La lettre précise que le terme « entreprise de transmission d'argent » apparaît deux fois dans la loi américaine : dans le code pénal et dans les exigences du Bank Secrecy Act. Les signataires indiquent qu'une telle entreprise nécessite possession et exploitation des fonds d'autrui. Étant donné que les plateformes Web3 non custodiales n'ont pas accès aux fonds utilisateurs, ils ne peuvent pas être considérés comme tels selon ce cadre juridique.
Le MJ a ignoré à la fois ces conseils et ce précédent pour poursuivre sa nouvelle interprétation des 'activités de transmission d'argent', sous forme d'actes d'accusation criminelle contre les développeurs individuels.
La conclusion alarmante est que si cette question reste sans réponse, cela pourrait contraindre les développeurs à travailler dans un environnement risqué où ils seraient incertains quant à l'application réelle des lois par le DOJ.
L'affaire Tornado Cash met en lumière un problème plus large
D'importantes sociétés telles que Coinbase, Kraken, Ledger, Exodus, et bien d'autres ont signé cette lettre afin d'assurer un environnement réglementaire propice à l'innovation. Elles souhaitent éviter que leurs créateurs soient tenus responsables des actions illégales menées par certains utilisateurs sur leurs plateformes open source.
L'accusation portée contre Roman Storm et Roman Semenov, deux développeurs associés à Tornado Cash pour blanchiment d'argent, marque un tournant significatif depuis août 2023 lorsque le DOJ a commencé à utiliser ce cadre législatif controversé.
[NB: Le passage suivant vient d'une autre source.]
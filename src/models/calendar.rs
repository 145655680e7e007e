//! Calendar primitives: weekdays, time windows, and weekly busy tables.
//!
//! # Time Model
//! Instants are wall-clock `NaiveDateTime` values in the locale of the
//! target week. A scheduling week starts on Saturday 00:00 and spans
//! exactly 7 days.
//!
//! # Busy tables
//! A [`WeeklyBusyTable`] is the raw availability input supplied by the
//! session source: for each weekday name, the list of `HH:MM` intervals
//! during which a participant is *not* free. Entries are kept as raw
//! strings so that malformed input can be skipped during resolution
//! instead of failing deserialization.

use chrono::{Duration, NaiveDate, NaiveDateTime, NaiveTime, Weekday};
use serde::{Deserialize, Serialize};
use std::collections::HashMap;

/// Wall-clock format used by busy tables and clock payloads.
pub const CLOCK_FORMAT: &str = "%H:%M";

/// A time interval [start, end).
///
/// Half-open interval: includes start, excludes end.
#[derive(Debug, Clone, Copy, Serialize, Deserialize, PartialEq, Eq)]
pub struct TimeWindow {
    /// Interval start (inclusive).
    pub start: NaiveDateTime,
    /// Interval end (exclusive).
    pub end: NaiveDateTime,
}

impl TimeWindow {
    /// Creates a new time window.
    pub fn new(start: NaiveDateTime, end: NaiveDateTime) -> Self {
        Self { start, end }
    }

    /// Creates a window from a start instant and a length.
    pub fn starting_at(start: NaiveDateTime, length: Duration) -> Self {
        Self::new(start, start + length)
    }

    /// Length of this window.
    #[inline]
    pub fn duration(&self) -> Duration {
        self.end - self.start
    }

    /// Whether an instant falls within this window.
    #[inline]
    pub fn contains(&self, instant: NaiveDateTime) -> bool {
        instant >= self.start && instant < self.end
    }

    /// Whether an instant falls strictly between start and end.
    #[inline]
    pub fn contains_strictly(&self, instant: NaiveDateTime) -> bool {
        instant > self.start && instant < self.end
    }

    /// Whether two windows overlap.
    pub fn overlaps(&self, other: &Self) -> bool {
        self.start < other.end && other.start < self.end
    }

    /// Clips this window to `bounds`. Returns `None` if nothing remains.
    pub fn clamp_to(&self, bounds: &Self) -> Option<Self> {
        let start = self.start.max(bounds.start);
        let end = self.end.min(bounds.end);
        (end > start).then(|| Self::new(start, end))
    }
}

/// Day of the scheduling week, in table order (Saturday first).
#[derive(Debug, Clone, Copy, PartialEq, Eq, PartialOrd, Ord, Hash, Serialize, Deserialize)]
#[serde(rename_all = "lowercase")]
pub enum WeekDay {
    Saturday,
    Sunday,
    Monday,
    Tuesday,
    Wednesday,
    Thursday,
    Friday,
}

impl WeekDay {
    /// All days in table order.
    pub const ALL: [WeekDay; 7] = [
        WeekDay::Saturday,
        WeekDay::Sunday,
        WeekDay::Monday,
        WeekDay::Tuesday,
        WeekDay::Wednesday,
        WeekDay::Thursday,
        WeekDay::Friday,
    ];

    /// The designated first day of every scheduling week.
    pub const FIRST: WeekDay = WeekDay::Saturday;

    /// The last day of the table; its overnight entries wrap to day one.
    pub const LAST: WeekDay = WeekDay::Friday;

    /// Days elapsed since the start of the week.
    #[inline]
    pub fn offset(self) -> i64 {
        self as i64
    }

    /// Table key for this day.
    pub fn key(self) -> &'static str {
        match self {
            WeekDay::Saturday => "saturday",
            WeekDay::Sunday => "sunday",
            WeekDay::Monday => "monday",
            WeekDay::Tuesday => "tuesday",
            WeekDay::Wednesday => "wednesday",
            WeekDay::Thursday => "thursday",
            WeekDay::Friday => "friday",
        }
    }

    /// Capitalized display name, used in session names.
    pub fn label(self) -> &'static str {
        match self {
            WeekDay::Saturday => "Saturday",
            WeekDay::Sunday => "Sunday",
            WeekDay::Monday => "Monday",
            WeekDay::Tuesday => "Tuesday",
            WeekDay::Wednesday => "Wednesday",
            WeekDay::Thursday => "Thursday",
            WeekDay::Friday => "Friday",
        }
    }

    /// Calendar date of this day in the week starting at `week_start`.
    pub fn date_in_week(self, week_start: NaiveDate) -> NaiveDate {
        week_start + Duration::days(self.offset())
    }
}

impl From<WeekDay> for Weekday {
    fn from(day: WeekDay) -> Self {
        match day {
            WeekDay::Saturday => Weekday::Sat,
            WeekDay::Sunday => Weekday::Sun,
            WeekDay::Monday => Weekday::Mon,
            WeekDay::Tuesday => Weekday::Tue,
            WeekDay::Wednesday => Weekday::Wed,
            WeekDay::Thursday => Weekday::Thu,
            WeekDay::Friday => Weekday::Fri,
        }
    }
}

/// One raw busy entry as delivered by the session source.
///
/// Both fields are optional so that a partially filled entry survives
/// deserialization; such entries are skipped during resolution.
#[derive(Debug, Clone, Default, Serialize, Deserialize, PartialEq, Eq)]
pub struct BusyInterval {
    #[serde(default, skip_serializing_if = "Option::is_none")]
    pub start: Option<String>,
    #[serde(default, skip_serializing_if = "Option::is_none")]
    pub end: Option<String>,
}

impl BusyInterval {
    /// Creates a complete entry.
    pub fn new(start: impl Into<String>, end: impl Into<String>) -> Self {
        Self {
            start: Some(start.into()),
            end: Some(end.into()),
        }
    }

    /// Parses both ends as wall-clock times.
    ///
    /// Returns `None` when either end is missing or unparsable.
    pub fn parse(&self) -> Option<(NaiveTime, NaiveTime)> {
        let start = parse_clock(self.start.as_deref()?)?;
        let end = parse_clock(self.end.as_deref()?)?;
        Some((start, end))
    }
}

/// Parses an `HH:MM` wall-clock string.
///
/// Surrounding whitespace makes the string malformed.
pub fn parse_clock(text: &str) -> Option<NaiveTime> {
    if text.trim() != text {
        return None;
    }
    NaiveTime::parse_from_str(text, CLOCK_FORMAT).ok()
}

/// Per-weekday busy intervals for one participant.
///
/// Keys are lowercase weekday names; unknown keys are carried but ignored.
#[derive(Debug, Clone, Default, Serialize, Deserialize, PartialEq, Eq)]
#[serde(transparent)]
pub struct WeeklyBusyTable {
    days: HashMap<String, Vec<BusyInterval>>,
}

impl WeeklyBusyTable {
    /// Creates an empty table (always free).
    pub fn new() -> Self {
        Self::default()
    }

    /// Builder: adds a busy interval on `day`.
    pub fn with_busy(mut self, day: WeekDay, start: &str, end: &str) -> Self {
        self.add(day, BusyInterval::new(start, end));
        self
    }

    /// Appends a raw entry on `day`.
    pub fn add(&mut self, day: WeekDay, interval: BusyInterval) {
        self.days
            .entry(day.key().to_string())
            .or_default()
            .push(interval);
    }

    /// Raw entries for `day` (empty if the day is absent).
    pub fn entries(&self, day: WeekDay) -> &[BusyInterval] {
        self.days.get(day.key()).map(Vec::as_slice).unwrap_or(&[])
    }

    /// Total number of raw entries across the known weekdays.
    pub fn entry_count(&self) -> usize {
        WeekDay::ALL.iter().map(|d| self.entries(*d).len()).sum()
    }

    /// Whether no weekday carries any entry.
    pub fn is_empty(&self) -> bool {
        self.entry_count() == 0
    }
}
Semenov est actuellement libre tandis que Storm attend son procès après avoir été libéré sous caution.
Tornado Cash n'est pas isolé ; il existe également le portefeuille Samourai dont les créateurs affrontent eux aussi sérieuses accusations liées au blanchiment d'argent alors même qu'un blocage total aux États-Unis a été mis en place contre ses services.
Pour 'Justice', les développeurs ont été criminalisés. La vie privée ne doit jamais être 'exceptionnelle', ou ils finiront par rendre cela criminel.
Des figures influentes comme Edward Snowden critiquent vivement cette approche judiciaire qui vise davantage ceux qui innovent plutôt que ceux qui exploitent effectivement ces technologies pour commettre des crimes. Ki Young Ju, PDG chez CryptoQuant souligne également : punir les fondateurs ressemble à sanctionner ceux qui inventent des couteaux au lieu d'agir sur ceux qui s'en servent mal.
Les sanctions levées mais avec prudence concernant Tornado Cash
Ils subsistent néanmoins une préoccupation majeure liée aux hackers nord-coréens utilisant ces services pour financer leurs programmes illégaux. L'estimation montre qu'environ 7 milliards USD auraient été blanchis via ces systèmes contrôlés par des pirates soutenus par l'État.
Cependant, malgré ces développements positifs apparents vis-à-vis Tornado Cash, experts en sécurité mettent en garde : son interface aurait été compromise avec potentiellement du JavaScript malveillant capable dérober vos cryptomonnaies. L'appel général est donc fait pour assurer une sécurité optimale avant tout retour vers cet outil sensiblement controversé.